Don't you understand, she pleaded, it's taken me a year just to tell you this? Something happens. I try to form the words, but they won't come out. I don't want to hurt them.
What's to hurt?
I can't. I just can't.
He suggested, as a practical matter, that she make it a rule not to have sex until the third date. But it hadn't worked; the only way she could explain the rule was to tell them the reason. And that had discouraged no one.
So that’s when she began telling about the rape. It changed very few outcomes, but it reminded them who she was. I am not to be trifled with. I say whatever is on my mind. Am I to blame it’s always on my mind? If they did not return for a second or third date, well, so be it.
One man had stayed for almost a year, though they fought like cats and dogs. He hadn’t liked that she kept talking about the rape, but stayed anyway. Wasn’t that proof that he loved her? But then he began to see that other woman, Yolanda. Discovering this, Melody grew furious. She saw him briefly one week later, after he had stood all night outside her apartment, begging to talk to her, and finally had the satisfaction of telling him then that she’d been with nine men in seven days. There, Mr. Smarty Pants, she’d offered. Put that in your pipe and smoke it.
Suddenly, Melody began to cry. Right there on Avenue C, in the waning sun, with her head down on the table among her necklaces. But it didn't last long. Presently she reached into her handbag and fished out a tissue, then a second, and a third, wiping her eyes and blowing her nose, until she was composed again. She laughed, scolding herself for momentary weakness. As her table became popular again, she grew cheerful, selling three necklaces the following hour.
“I love the way the light catches your hair.”
She looked up to find him fondling a necklace he had plucked off the table. He was tall and rugged-looking, wore a black stetson, whose brim was rolled and shaped. A cowpoke straight out of a Zane Grey novel. But though he was stroking the necklace, his eyes were on her hair. She glanced around.
“Moi?” she said, and giggled.
She was playing. She knew her hair was her best feature. Especially in the light. Especially when she had washed it and allowed it to dry naturally. It formed tiny waves, like a crinkled potato chip.
“You remind me of the lady on a bottle of Mahdeen Hair Tonic.”
“Is that good?”
He laughed. “You find them sometimes at flea markets. The old bottles. But I grew up with them. My mother used it on her hair. Which I used to comb for her.”

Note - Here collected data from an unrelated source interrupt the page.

use std::collections::BTreeMap;

use chrono::{DateTime, Utc};
use serde::{Deserialize, Serialize};
use tracing::debug;

use crate::classifier::{ClassificationResult, TumorLabel};
use crate::error::{InferenceError, Result};
use crate::simulate::GrowthSimulator;

/// Message attached to a clean scan.
pub const NO_TUMOR_MESSAGE: &str = "No tumor detected";

/// Fixed rationale strings attached to every tumor report. They describe the
/// simulated basis of the figures and are identical for all tumor types.
#[derive(Debug, Clone, PartialEq, Serialize, Deserialize)]
pub struct AnalysisNotes {
    pub size_estimation: String,
    pub growth_model: String,
    pub symptoms: String,
}

impl Default for AnalysisNotes {
    fn default() -> Self {
        Self {
            size_estimation: "Simulated based on typical tumor characteristics".to_string(),
            growth_model: "Fixed rate of 0.4 cm²/month (simplified model)".to_string(),
            symptoms: "Based on tumor size correlation studies".to_string(),
        }
    }
}

/// Report for a scan with no tumor found.
#[derive(Debug, Clone, PartialEq, Serialize, Deserialize)]
pub struct NoTumorReport {
    pub tumor_detected: bool,
    pub message: String,
    pub confidence: f64,
    pub timestamp: DateTime<Utc>,
}

/// Full report for a detected tumor, including the growth forecast.
#[derive(Debug, Clone, PartialEq, Serialize, Deserialize)]
pub struct TumorReport {
    pub tumor_detected: bool,
    pub tumor_type: TumorLabel,
    pub confidence: f64,
    pub current_size_cm2: f64,
    pub predicted_size_after_3_months: f64,
    pub growth_rate_cm2_per_month: f64,
    pub current_expected_symptoms: Vec<String>,
    pub future_expected_symptoms: Vec<String>,
    pub all_probabilities: BTreeMap<TumorLabel, f64>,
    pub analysis_notes: AnalysisNotes,
    pub timestamp: DateTime<Utc>,
}

/// Per-image diagnostic result. Serializes to one of the two wire shapes,
/// discriminated by the `tumor_detected` field.
#[derive(Debug, Clone, PartialEq, Serialize, Deserialize)]
#[serde(untagged)]
pub enum DiagnosticReport {
    Tumor(TumorReport),
    Clear(NoTumorReport),
}

impl DiagnosticReport {
    pub fn tumor_detected(&self) -> bool {
        matches!(self, DiagnosticReport::Tumor(_))
    }

    pub fn confidence(&self) -> f64 {
        match self {
            DiagnosticReport::Tumor(report) => report.confidence,
            DiagnosticReport::Clear(report) => report.confidence,
        }
    }
}

/// Turns one classification into one diagnostic report, invoking the growth
/// simulator when a tumor is present.
pub struct ReportAssembler {
    simulator: GrowthSimulator,
}

impl ReportAssembler {
    pub fn new(simulator: GrowthSimulator) -> Self {
        Self { simulator }
    }

    /// Assemble a report from a validated classification.
    ///
    /// The distribution is validated before the simulator runs; a malformed
    /// distribution is an upstream contract violation and never reaches the
    /// forecast path.
    pub fn assemble(&self, classification: &ClassificationResult) -> Result<DiagnosticReport> {
        classification.validate()?;

        let timestamp = Utc::now();
        let confidence = classification.confidence();

        if classification.label == TumorLabel::NoTumor {
            debug!(confidence, "no tumor detected");
            return Ok(DiagnosticReport::Clear(NoTumorReport {
                tumor_detected: false,
                message: NO_TUMOR_MESSAGE.to_string(),
                confidence,
                timestamp,
            }));
        }

        let forecast = self
            .simulator
            .simulate(classification.label)
            .ok_or_else(|| InferenceError::InvalidLabel(classification.label.to_string()))?;

        debug!(
            label = %classification.label,
            confidence,
            current_size_cm2 = forecast.current_size_cm2,
            "tumor detected, forecast attached"
        );

        Ok(DiagnosticReport::Tumor(TumorReport {
            tumor_detected: true,
            tumor_type: classification.label,
            confidence,
            current_size_cm2: forecast.current_size_cm2,
            predicted_size_after_3_months: forecast.projected_size_cm2,
            growth_rate_cm2_per_month: forecast.growth_rate_cm2_per_month,
            current_expected_symptoms: forecast.current_symptoms,
            future_expected_symptoms: forecast.future_symptoms,
            all_probabilities: classification.probabilities.clone(),
            analysis_notes: AnalysisNotes::default(),
            timestamp,
        }))
    }
}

She thought she saw a glint in his eye, as if a silvered knife-blade had been turned until it caught the sun. Her imagination?
She said: “If you stroke that clay too much, you'll wear it smooth.”

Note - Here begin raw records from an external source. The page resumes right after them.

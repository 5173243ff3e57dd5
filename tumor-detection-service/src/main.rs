use std::sync::Arc;
use std::time::Duration;

use tokio::net::TcpListener;
use tracing::{Level, info};
use tracing_subscriber::{EnvFilter, FmtSubscriber};
use tumor_detection_service::{RemoteClassifier, create_app};
use tumor_inference::BatchConfig;

#[tokio::main]
async fn main() -> Result<(), Box<dyn std::error::Error>> {
    // Initialize tracing
    let subscriber = FmtSubscriber::builder()
        .with_env_filter(EnvFilter::from_default_env().add_directive(Level::INFO.into()))
        .finish();
    tracing::subscriber::set_global_default(subscriber)?;

    let classifier_url = match std::env::var("CLASSIFIER_URL") {
        Ok(url) => url,
        Err(_) => {
            eprintln!("Error: CLASSIFIER_URL environment variable is required");
            std::process::exit(1);
        }
    };

    let port = std::env::var("PORT")
        .unwrap_or_else(|_| "3000".to_string())
        .parse::<u16>()
        .unwrap_or(3000);

    let config = batch_config_from_env();
    let classifier = Arc::new(RemoteClassifier::new(classifier_url));
    let app = create_app(classifier, config);

    let listener = TcpListener::bind(format!("0.0.0.0:{}", port)).await?;
    let addr = listener.local_addr()?;

    info!("Tumor Detection Service starting on {}", addr);
    info!("Health check endpoint: http://{}/health", addr);
    info!("Prediction endpoint: POST http://{}/predict", addr);
    info!("Batch endpoint: POST http://{}/predict-batch", addr);

    axum::serve(listener, app).await?;

    Ok(())
}

fn batch_config_from_env() -> BatchConfig {
    let mut config = BatchConfig::default();

    if let Ok(ms) = std::env::var("BATCH_TIMEOUT_MS") {
        if let Ok(ms) = ms.parse::<u64>() {
            config.timeout = Some(Duration::from_millis(ms));
        }
    }
    if let Ok(workers) = std::env::var("BATCH_CONCURRENCY") {
        if let Ok(workers) = workers.parse::<usize>() {
            config.max_concurrency = workers.max(1);
        }
    }

    config
}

He looked startled; laid the necklace back in its place on the table.
“I like to touch things,” he said. “I get into trouble at museums because I'm always running my hands over the sculpture. The guards object. Pretty things were meant to be touched, don't you agree?”
She found herself reaching for the centerpiece of her own necklace, which lay in the valley between her breasts.

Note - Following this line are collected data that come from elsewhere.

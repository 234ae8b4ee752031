//! Call-graph and outline readers over the v3 sidecar.

use crate::deps::AppDeps;
use crate::gate::{Compatibility, GateDecision, GateStatus, OperationKind, check_readiness};
use crate::search::FreshnessDecision;
use satori_domain::{
    CALL_GRAPH_MAX_DEPTH, CallGraphSidecar, CodebaseEntry, EdgeKind, Language, LineSpan,
    NOTE_MISSING_SYMBOL_METADATA, SidecarEdge, SidecarNode,
};
use satori_shared::{ErrorCode, RequestContext, Result, read_json_if_exists};
use std::collections::{BTreeSet, VecDeque};
use std::path::{Path, PathBuf};

/// Warning: the sidecar reported unresolved symbol metadata.
pub const WARN_OUTLINE_MISSING_SYMBOL_METADATA: &str = "OUTLINE_MISSING_SYMBOL_METADATA";

/// Traversal direction.
#[derive(Debug, Clone, Copy, PartialEq, Eq)]
pub enum Direction {
    /// Symbols calling the origin.
    Callers,
    /// Symbols the origin calls.
    Callees,
    /// Both directions.
    Both,
}

impl Direction {
    const fn wants(self, kind: EdgeKind) -> bool {
        match self {
            Self::Callers => matches!(kind, EdgeKind::Callers),
            Self::Callees => matches!(kind, EdgeKind::Callees),
            Self::Both => true,
        }
    }
}

/// Reference to the symbol a graph query starts from.
#[derive(Debug, Clone, PartialEq)]
pub struct SymbolRef {
    /// File the symbol lives in.
    pub file: Box<str>,
    /// Symbol id.
    pub symbol_id: Box<str>,
    /// Optional label (diagnostic only).
    pub symbol_label: Option<Box<str>>,
    /// Optional span (diagnostic only).
    pub span: Option<LineSpan>,
}

/// `call_graph` request after argument validation.
#[derive(Debug, Clone)]
pub struct CallGraphRequest {
    /// Target codebase path.
    pub path: PathBuf,
    /// Origin symbol.
    pub symbol_ref: SymbolRef,
    /// Traversal direction.
    pub direction: Direction,
    /// Traversal depth (clamped to `[1, 3]`).
    pub depth: u32,
    /// Maximum nodes returned.
    pub limit: u32,
}

/// Envelope status for graph and outline responses.
#[derive(Debug, Clone, Copy, PartialEq, Eq)]
pub enum GraphStatus {
    /// Query answered.
    Ok,
    /// The origin symbol (or exact outline match) does not exist.
    NotFound,
    /// More than one exact outline match.
    Ambiguous,
    /// The file's language is not covered by the sidecar.
    Unsupported,
    /// No usable sidecar (or the index is building).
    NotReady,
    /// No index exists.
    NotIndexed,
    /// The index is incompatible with the runtime fingerprint.
    RequiresReindex,
}

impl GraphStatus {
    /// Wire representation.
    #[must_use]
    pub const fn as_str(self) -> &'static str {
        match self {
            Self::Ok => "ok",
            Self::NotFound => "not_found",
            Self::Ambiguous => "ambiguous",
            Self::Unsupported => "unsupported",
            Self::NotReady => "not_ready",
            Self::NotIndexed => "not_indexed",
            Self::RequiresReindex => "requires_reindex",
        }
    }

    const fn from_gate(status: GateStatus) -> Self {
        match status {
            GateStatus::Ok => Self::Ok,
            GateStatus::NotIndexed => Self::NotIndexed,
            GateStatus::NotReady | GateStatus::Blocked => Self::NotReady,
            GateStatus::RequiresReindex => Self::RequiresReindex,
        }
    }
}

/// `call_graph` response envelope (pre-DTO).
#[derive(Debug, Clone, PartialEq)]
pub struct CallGraphResponse {
    /// Envelope status.
    pub status: GraphStatus,
    /// Status-mirroring reason on non-ok envelopes.
    pub reason: Option<Box<str>>,
    /// True when the sidecar can answer queries for this origin.
    pub supported: bool,
    /// Freshness decision.
    pub freshness_decision: FreshnessDecision,
    /// Nodes reached by the bounded walk (origin first).
    pub nodes: Vec<SidecarNode>,
    /// Edges traversed.
    pub edges: Vec<SidecarEdge>,
    /// Builder notes touching the returned files.
    pub notes: Vec<satori_domain::SidecarNote>,
    /// Deduplicated, sorted warnings.
    pub warnings: Vec<Box<str>>,
    /// True when a reindex would produce the sidecar.
    pub reindex_hint: bool,
    /// Compatibility block.
    pub compatibility: Compatibility,
}

/// Outline resolution mode.
#[derive(Debug, Clone, Copy, PartialEq, Eq)]
pub enum ResolveMode {
    /// Windowed outline listing.
    Outline,
    /// Exact single-symbol resolution.
    Exact,
}

/// `file_outline` request after argument validation.
#[derive(Debug, Clone)]
pub struct FileOutlineRequest {
    /// Target codebase path.
    pub path: PathBuf,
    /// File to outline (relative, any separator).
    pub file: Box<str>,
    /// Optional window start line.
    pub start_line: Option<u32>,
    /// Optional window end line.
    pub end_line: Option<u32>,
    /// Resolution mode.
    pub resolve_mode: ResolveMode,
    /// Exact symbol id filter (`resolveMode=exact`).
    pub symbol_id_exact: Option<Box<str>>,
    /// Exact symbol label filter (`resolveMode=exact`).
    pub symbol_label_exact: Option<Box<str>>,
    /// Maximum symbols returned.
    pub limit_symbols: u32,
}

/// `file_outline` response envelope (pre-DTO).
#[derive(Debug, Clone, PartialEq)]
pub struct FileOutlineResponse {
    /// Envelope status.
    pub status: GraphStatus,
    /// Status-mirroring reason on non-ok envelopes.
    pub reason: Option<Box<str>>,
    /// Matching symbols.
    pub symbols: Vec<SidecarNode>,
    /// Freshness decision.
    pub freshness_decision: FreshnessDecision,
    /// Deduplicated, sorted warnings.
    pub warnings: Vec<Box<str>>,
    /// True when a reindex would produce the sidecar.
    pub reindex_hint: bool,
    /// Compatibility block.
    pub compatibility: Compatibility,
}

enum SidecarLoad {
    Loaded(CallGraphSidecar),
    Missing,
}

fn load_sidecar(entry: Option<&CodebaseEntry>) -> Result<SidecarLoad> {
    let Some(pointer) = entry.and_then(|entry| entry.call_graph_sidecar.as_ref()) else {
        return Ok(SidecarLoad::Missing);
    };
    if pointer.version.as_ref() != satori_domain::SIDECAR_VERSION {
        return Ok(SidecarLoad::Missing);
    }

    match read_json_if_exists::<CallGraphSidecar>(Path::new(pointer.path.as_ref())) {
        Ok(Some(sidecar)) if sidecar.is_v3() => Ok(SidecarLoad::Loaded(sidecar)),
        Ok(_) => Ok(SidecarLoad::Missing),
        Err(error) if error.code == ErrorCode::not_found() => Ok(SidecarLoad::Missing),
        Err(error) => Err(error),
    }
}

fn normalize_file(file: &str) -> String {
    file.replace('\\', "/")
        .trim_start_matches("./")
        .to_ascii_lowercase()
}

fn file_matches(node_file: &str, wanted: &str) -> bool {
    normalize_file(node_file) == wanted
}

/// Execute a `call_graph` request.
pub async fn handle_call_graph(
    ctx: &RequestContext,
    deps: &AppDeps,
    request: CallGraphRequest,
) -> Result<CallGraphResponse> {
    ctx.checkpoint("call_graph.start")?;

    let decision = check_readiness(ctx, deps, &request.path, OperationKind::CallGraph).await?;
    if decision.status != GateStatus::Ok {
        return Ok(graph_envelope_from_gate(&decision));
    }

    let sidecar = match load_sidecar(decision.entry.as_ref())? {
        SidecarLoad::Loaded(sidecar) => sidecar,
        SidecarLoad::Missing => {
            let mut envelope = graph_envelope_from_gate(&decision);
            envelope.status = GraphStatus::NotReady;
            envelope.reason = Some("not_ready".into());
            envelope.supported = false;
            envelope.reindex_hint = true;
            return Ok(envelope);
        },
    };

    let origin = sidecar
        .nodes
        .iter()
        .find(|node| node.symbol_id == request.symbol_ref.symbol_id);

    let Some(origin) = origin else {
        let wanted_file = normalize_file(&request.symbol_ref.file);
        let file_has_nodes = sidecar
            .nodes
            .iter()
            .any(|node| file_matches(&node.file, &wanted_file));

        let (status, supported) = if file_has_nodes {
            (GraphStatus::NotFound, true)
        } else if language_unsupported(&sidecar, &request.symbol_ref.file) {
            (GraphStatus::Unsupported, false)
        } else {
            (GraphStatus::NotReady, false)
        };

        let mut envelope = graph_envelope_from_gate(&decision);
        envelope.status = status;
        envelope.reason = Some(status.as_str().into());
        envelope.supported = supported;
        return Ok(envelope);
    };

    let depth = request.depth.clamp(1, CALL_GRAPH_MAX_DEPTH);
    let limit = request.limit.max(1) as usize;
    let (nodes, edges) = walk(&sidecar, origin, request.direction, depth, limit);

    let mut warnings = BTreeSet::new();
    let missing = sidecar.missing_symbol_metadata_count();
    if missing > 0 {
        warnings.insert(
            format!("{WARN_OUTLINE_MISSING_SYMBOL_METADATA}:{missing}").into_boxed_str(),
        );
    }

    let involved_files: BTreeSet<String> = nodes
        .iter()
        .map(|node| normalize_file(&node.file))
        .collect();
    let notes = sidecar
        .notes
        .iter()
        .filter(|note| {
            note.file
                .as_deref()
                .is_none_or(|file| involved_files.contains(&normalize_file(file)))
        })
        .cloned()
        .collect();

    let mut envelope = graph_envelope_from_gate(&decision);
    envelope.status = GraphStatus::Ok;
    envelope.reason = None;
    envelope.supported = true;
    envelope.nodes = nodes;
    envelope.edges = edges;
    envelope.notes = notes;
    envelope.warnings = warnings.into_iter().collect();
    Ok(envelope)
}

fn graph_envelope_from_gate(decision: &GateDecision) -> CallGraphResponse {
    CallGraphResponse {
        status: GraphStatus::from_gate(decision.status),
        reason: decision.reason.clone(),
        supported: false,
        freshness_decision: FreshnessDecision::of(decision.status.freshness_mode()),
        nodes: Vec::new(),
        edges: Vec::new(),
        notes: Vec::new(),
        warnings: Vec::new(),
        reindex_hint: decision.hints.reindex,
        compatibility: decision.compatibility.clone(),
    }
}

fn language_unsupported(sidecar: &CallGraphSidecar, file: &str) -> bool {
    let extension = Path::new(file)
        .extension()
        .and_then(|extension| extension.to_str())
        .unwrap_or_default();
    let language = Language::from_extension(extension);

    language == Language::Text
        || !sidecar
            .nodes
            .iter()
            .any(|node| node.language == language)
}

/// Bounded BFS from the origin following direction-matching edges.
fn walk(
    sidecar: &CallGraphSidecar,
    origin: &SidecarNode,
    direction: Direction,
    depth: u32,
    limit: usize,
) -> (Vec<SidecarNode>, Vec<SidecarEdge>) {
    let mut visited: BTreeSet<Box<str>> = BTreeSet::new();
    let mut nodes = Vec::new();
    let mut edges = Vec::new();
    let mut queue: VecDeque<(Box<str>, u32)> = VecDeque::new();

    visited.insert(origin.symbol_id.clone());
    nodes.push(origin.clone());
    queue.push_back((origin.symbol_id.clone(), 0));

    while let Some((current, level)) = queue.pop_front() {
        if level >= depth {
            continue;
        }

        for edge in &sidecar.edges {
            if !direction.wants(edge.kind) || edge.src != current {
                continue;
            }

            edges.push(edge.clone());
            if visited.contains(&edge.dst) {
                continue;
            }
            if nodes.len() >= limit {
                continue;
            }

            if let Some(node) = sidecar
                .nodes
                .iter()
                .find(|node| node.symbol_id == edge.dst)
            {
                visited.insert(node.symbol_id.clone());
                nodes.push(node.clone());
                queue.push_back((node.symbol_id.clone(), level + 1));
            }
        }
    }

    edges.sort_by(|a, b| {
        a.src
            .cmp(&b.src)
            .then_with(|| a.dst.cmp(&b.dst))
            .then_with(|| a.kind.as_str().cmp(b.kind.as_str()))
    });
    edges.dedup();

    (nodes, edges)
}

/// Execute a `file_outline` request.
pub async fn handle_file_outline(
    ctx: &RequestContext,
    deps: &AppDeps,
    request: FileOutlineRequest,
) -> Result<FileOutlineResponse> {
    ctx.checkpoint("file_outline.start")?;

    let decision = check_readiness(ctx, deps, &request.path, OperationKind::FileOutline).await?;
    if decision.status != GateStatus::Ok {
        return Ok(outline_envelope_from_gate(&decision));
    }

    let sidecar = match load_sidecar(decision.entry.as_ref())? {
        SidecarLoad::Loaded(sidecar) => sidecar,
        SidecarLoad::Missing => {
            let mut envelope = outline_envelope_from_gate(&decision);
            envelope.status = GraphStatus::NotReady;
            envelope.reason = Some("not_ready".into());
            envelope.reindex_hint = true;
            return Ok(envelope);
        },
    };

    let wanted_file = normalize_file(&request.file);
    let mut symbols: Vec<SidecarNode> = sidecar
        .nodes
        .iter()
        .filter(|node| file_matches(&node.file, &wanted_file))
        .filter(|node| match (request.start_line, request.end_line) {
            (None, None) => true,
            (start, end) => node.span.overlaps_window(
                start.unwrap_or(1),
                end.unwrap_or(u32::MAX),
            ),
        })
        .cloned()
        .collect();

    symbols.sort_by(|a, b| {
        a.span
            .start_line()
            .cmp(&b.span.start_line())
            .then_with(|| a.symbol_id.cmp(&b.symbol_id))
    });

    if request.resolve_mode == ResolveMode::Exact {
        if let Some(symbol_id) = request.symbol_id_exact.as_deref() {
            symbols.retain(|node| node.symbol_id.as_ref() == symbol_id);
        }
        if let Some(label) = request.symbol_label_exact.as_deref() {
            symbols.retain(|node| node.symbol_label.as_deref() == Some(label));
        }
    }

    let mut warnings = BTreeSet::new();
    let missing = sidecar
        .notes
        .iter()
        .filter(|note| note.note_type.as_ref() == NOTE_MISSING_SYMBOL_METADATA)
        .filter(|note| {
            note.file
                .as_deref()
                .is_none_or(|file| file_matches(file, &wanted_file))
        })
        .count();
    if missing > 0 {
        warnings.insert(
            format!("{WARN_OUTLINE_MISSING_SYMBOL_METADATA}:{missing}").into_boxed_str(),
        );
    }

    let status = match (request.resolve_mode, symbols.len()) {
        (ResolveMode::Exact, 0) => GraphStatus::NotFound,
        (ResolveMode::Exact, 1) => GraphStatus::Ok,
        (ResolveMode::Exact, _) => GraphStatus::Ambiguous,
        (ResolveMode::Outline, _) => GraphStatus::Ok,
    };

    symbols.truncate(request.limit_symbols.max(1) as usize);

    let mut envelope = outline_envelope_from_gate(&decision);
    envelope.status = status;
    envelope.reason = (status != GraphStatus::Ok).then(|| Box::from(status.as_str()));
    envelope.symbols = symbols;
    envelope.warnings = warnings.into_iter().collect();
    Ok(envelope)
}

fn outline_envelope_from_gate(decision: &GateDecision) -> FileOutlineResponse {
    FileOutlineResponse {
        status: GraphStatus::from_gate(decision.status),
        reason: decision.reason.clone(),
        symbols: Vec::new(),
        freshness_decision: FreshnessDecision::of(decision.status.freshness_mode()),
        warnings: Vec::new(),
        reindex_hint: decision.hints.reindex,
        compatibility: decision.compatibility.clone(),
    }
}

He looked around. Was there a posse following him? she wondered. Was he being pursued by a band of Comanches? He placed both hands on the table and leaned toward her.
“I have some time now. If you wanted to go somewhere. Do you live far from here?”
Well. A bold one, anyway. Did he get that way from riding the range all day? Rebuking those cows from wandering off somewhere? She considered. Her cowboy. He could be her cowboy.